Orchestra, Coro e Corpo di ballo del Teatro Massimo
Nuovo allestimento del Teatro Massimo

 

Abbiamo assistito anche al secondo cast de La Favorite grazie alla disponibilità e gentilezza dell’ufficio stampa. Un cast alternativo di grande qualità per nulla inferiore al cast precedentemente recensito su queste stesse pagine.
Raehann Bryce-Davis è davvero una grande scoperta per noi, impegnata qui a Palermo nel suo primo grande ruolo di solista dopo aver vinto importanti concorsi di canto: un profondo color mogano caratterizza la voce della cantante, capace di offrire ampie arcate morbide e smaltate. Il registro più grave viene affrontato con sicurezza e uniformità.

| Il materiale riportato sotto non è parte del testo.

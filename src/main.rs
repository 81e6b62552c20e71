use std::process;

use anyhow::{bail, Context, Result};
use clap::{Parser, Subcommand};
use log::LevelFilter;

use toy_rsa::bench::{render_comparison, render_outcome, BenchConfig, Benchmark, KeySize};
use toy_rsa::rsa::primes::random_prime_pair;
use toy_rsa::rsa::{demonstration_example, generate_keypair_with, KeyGenConfig};
use toy_rsa::session::Session;

#[derive(Parser, Debug)]
#[command(name = "toy-rsa", about = "Educational RSA with toy-sized primes")]
struct Cli {
    /// Largest prime accepted for p or q
    #[arg(long, global = true, default_value_t = toy_rsa::rsa::DEFAULT_MAX_PRIME)]
    max_prime: u64,

    /// First candidate of the public exponent scan
    #[arg(long, global = true, default_value_t = toy_rsa::rsa::keygen::MIN_PUBLIC_EXPONENT)]
    exponent_start: u64,

    /// Log key generation steps and benchmark summaries
    #[arg(short, long, global = true, action = clap::ArgAction::SetTrue)]
    verbose: bool,

    #[command(subcommand)]
    command: Command,
}

#[derive(Subcommand, Debug)]
enum Command {
    /// Generate and print a key pair
    Keygen {
        #[arg(short)]
        p: Option<String>,
        #[arg(short)]
        q: Option<String>,
        /// Pick random primes below this bound instead of -p/-q
        #[arg(long, conflicts_with_all = ["p", "q"])]
        random: Option<u64>,
    },
    /// Encrypt a message, printing the ciphertext as a JSON array
    Encrypt {
        #[arg(short)]
        p: String,
        #[arg(short)]
        q: String,
        message: String,
    },
    /// Decrypt a JSON array ciphertext
    Decrypt {
        #[arg(short)]
        p: String,
        #[arg(short)]
        q: String,
        ciphertext: String,
    },
    /// Time key generation, encryption and decryption for one key
    Bench {
        #[arg(short)]
        p: u64,
        #[arg(short)]
        q: u64,
        #[arg(short, long, default_value = "Hello")]
        message: String,
        #[arg(short = 'n', long, default_value_t = toy_rsa::bench::DEFAULT_ITERATIONS)]
        iterations: u32,
    },
    /// Compare several key sizes, e.g. `compare 5x7 61x53 1009x1013`
    Compare {
        #[arg(required = true, value_parser = parse_key_size)]
        sizes: Vec<KeySize>,
        #[arg(short = 'n', long, default_value_t = toy_rsa::bench::DEFAULT_ITERATIONS)]
        iterations: u32,
    },
    /// Walk through the p = 61, q = 53 example
    Demo,
}

fn parse_key_size(raw: &str) -> Result<KeySize, String> {
    let (p, q) = raw
        .split_once(['x', 'X', ','])
        .ok_or_else(|| format!("expected PxQ, got {:?}", raw))?;
    let p = p.trim().parse().map_err(|e| format!("bad p in {:?}: {}", raw, e))?;
    let q = q.trim().parse().map_err(|e| format!("bad q in {:?}: {}", raw, e))?;
    Ok(KeySize::new(p, q))
}

fn session_for(config: &KeyGenConfig, p: &str, q: &str) -> Result<Session> {
    let mut session = Session::new(config.clone());
    session
        .generate_keys(p, q)
        .with_context(|| format!("cannot build key pair from p={}, q={}", p, q))?;
    Ok(session)
}

fn run(cli: Cli) -> Result<()> {
    let config = KeyGenConfig::default()
        .with_max_prime(cli.max_prime)
        .with_exponent_start(cli.exponent_start);

    match cli.command {
        Command::Keygen { p, q, random } => {
            let (p, q) = match (p, q, random) {
                (_, _, Some(bound)) => {
                    let (p, q) = random_prime_pair(&mut rand::thread_rng(), bound.min(config.max_prime.saturating_add(1)))
                        .context("cannot pick random primes")?;
                    (p.to_string(), q.to_string())
                }
                (Some(p), Some(q), None) => (p, q),
                _ => bail!("either -p and -q or --random is required"),
            };

            let session = session_for(&config, &p, &q)?;
            let keys = session.keypair().context("session lost its key pair")?;
            println!("p = {}, q = {}", keys.debug.p, keys.debug.q);
            println!("n = {}", keys.public_key.n);
            println!("lambda = {}", keys.debug.lambda);
            println!("public key  (e, n) = ({}, {})", keys.public_key.e, keys.public_key.n);
            println!("private key (d, n) = ({}, {})", keys.private_key.d, keys.private_key.n);
        }
        Command::Encrypt { p, q, message } => {
            let session = session_for(&config, &p, &q)?;
            let encrypted = session.encrypt(&message).context("encryption failed")?;
            println!("{}", encrypted);
        }
        Command::Decrypt { p, q, ciphertext } => {
            let session = session_for(&config, &p, &q)?;
            let plaintext = session.decrypt_json(&ciphertext).context("decryption failed")?;
            println!("{}", plaintext);
        }
        Command::Bench {
            p,
            q,
            message,
            iterations,
        } => {
            let bench = Benchmark::new(BenchConfig::default().with_keygen(config.clone()));
            println!("{}", render_outcome("key generation", &bench.measure_key_generation(p, q, iterations)));

            // Encryption and decryption need a key; report the keygen error above and stop
            let Ok(keys) = generate_keypair_with(p, q, &config) else {
                return Ok(());
            };
            println!(
                "{}",
                render_outcome("encryption", &bench.measure_encryption(&message, &keys.public_key, iterations))
            );

            if let Ok(encrypted) = keys.public_key.encrypt(&message) {
                println!(
                    "{}",
                    render_outcome("decryption", &bench.measure_decryption(&encrypted, &keys.private_key, iterations))
                );
            }
        }
        Command::Compare { sizes, iterations } => {
            let bench = Benchmark::new(
                BenchConfig::default()
                    .with_iterations(iterations)
                    .with_keygen(config),
            );
            println!("{}", render_comparison(&bench.compare_key_performance(&sizes)));
        }
        Command::Demo => {
            let demo = demonstration_example().context("demonstration failed")?;
            println!("p = {}, q = {}", demo.p, demo.q);
            println!("n = p * q = {}", demo.n);
            println!("lambda = lcm(p - 1, q - 1) = {}", demo.lambda);
            println!("e = {} (smallest e >= 3 coprime to lambda)", demo.e);
            println!("d = e^-1 mod lambda = {}", demo.d);
        }
    }

    Ok(())
}

fn main() {
    let cli = Cli::parse();

    let level = if cli.verbose {
        LevelFilter::Debug
    } else {
        LevelFilter::Warn
    };
    env_logger::Builder::new()
        .filter_level(level)
        .parse_default_env()
        .init();

    if let Err(e) = run(cli) {
        eprintln!("Error: {:#}", e);
        process::exit(1);
    }
}
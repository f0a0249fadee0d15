use std::path::PathBuf;

use clap::{Parser, Subcommand};

use crate::logging::LogLevel;

#[derive(Parser, Debug)]
#[command(name = "holdfast")]
#[command(about = "Long-polling session client for HTTP-only control panels")]
pub struct Cli {
    /// Server base URL, e.g. 192.168.1.10/cp or https://device.example.com
    #[arg(long, global = true, env = "HOLDFAST_SERVER", default_value = "localhost:4132")]
    pub server: String,

    /// Log verbosity
    #[arg(long, global = true, value_enum, default_value_t = LogLevel::Warn)]
    pub log_level: LogLevel,

    /// Write logs to this file instead of stderr
    #[arg(long, global = true)]
    pub log_file: Option<PathBuf>,

    #[command(subcommand)]
    pub command: Commands,
}

#[derive(Subcommand, Debug)]
pub enum Commands {
    /// Start a session and stream server updates until Ctrl-C
    Watch,

    /// Send one update through a fresh session and print the response
    Send {
        /// Payload text forwarded verbatim in the update body
        payload: String,
    },
}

Giorgio Misseri ci ha sorpreso affrontando di petto il ruolo di Fernand, capace di variare la ripresa dell’aria militare a fine del primo atto, alzando la parte e creando così una positiva tensione. Nei due duetti d’amore non lesina in acuti e Misseri è capace di colorare sufficientemente le frasi dando varietà ai versi. L’aria del IV atto sebbene sia di una scrittura semplicissima con frasi discendenti è una palestra per tutti i tenori, Misseri l’affronta con successo nonostante qualche suono un poco artificiale nella coda.
Ottima la prova di Mattia Olivieri, trentenne baritono più volte da noi applaudito. Il suo è un’Alphonse nobilissimo, dotato di una voce morbida e dalla sonorità importante. Ampie sono le cadenze descritte nell’aria del secondo atto, ottimo squillo nella cabaletta seguente che viene variata nella ripresa con un senso profondo di intimità. Mattia Olivieri non è più una promessa come baritono ma una solida realtà e lo attendiamo a Milano nella parte di Dandini nella Cenerentola.


Riccardo Fassi, sembra un Cristo con i suoi capelli lunghi, o ancora meglio sembra il ritratto di Dürer catalizzando così l’attenzione del pubblico. Ma i risultati che contano sono anche quelli musicali dove Fassi non delude affatto anzi già nel duetto del primo atto si impone per autorità e bellezza del timbro. Si supera nel finale secondo che lo vede protagonista con una decisa invettiva che sovrasta tutti i solisti e coro. Potente il suo “Redoutez la fureur d’un Dieu terrible et sage”, (Verdi se ne ricorderà per la maledizione del Padre Guardiano), incisivo nello scagliare l’anatema “Anathème sur eux” e ben marcata la lettura della Bolla papale.
Un cast alternativo che va ascoltato per la qualità di tutto il quartetto vocale. Complimenti quindi al Massimo per questa produzione che rende giustizia al capolavoro donizettiano.

Segue la stagione del Massimo di Palermo con 2 balletti coreografati da Preljocaj e Kor’sia, e a seguire l’Idomeneo di Mozart.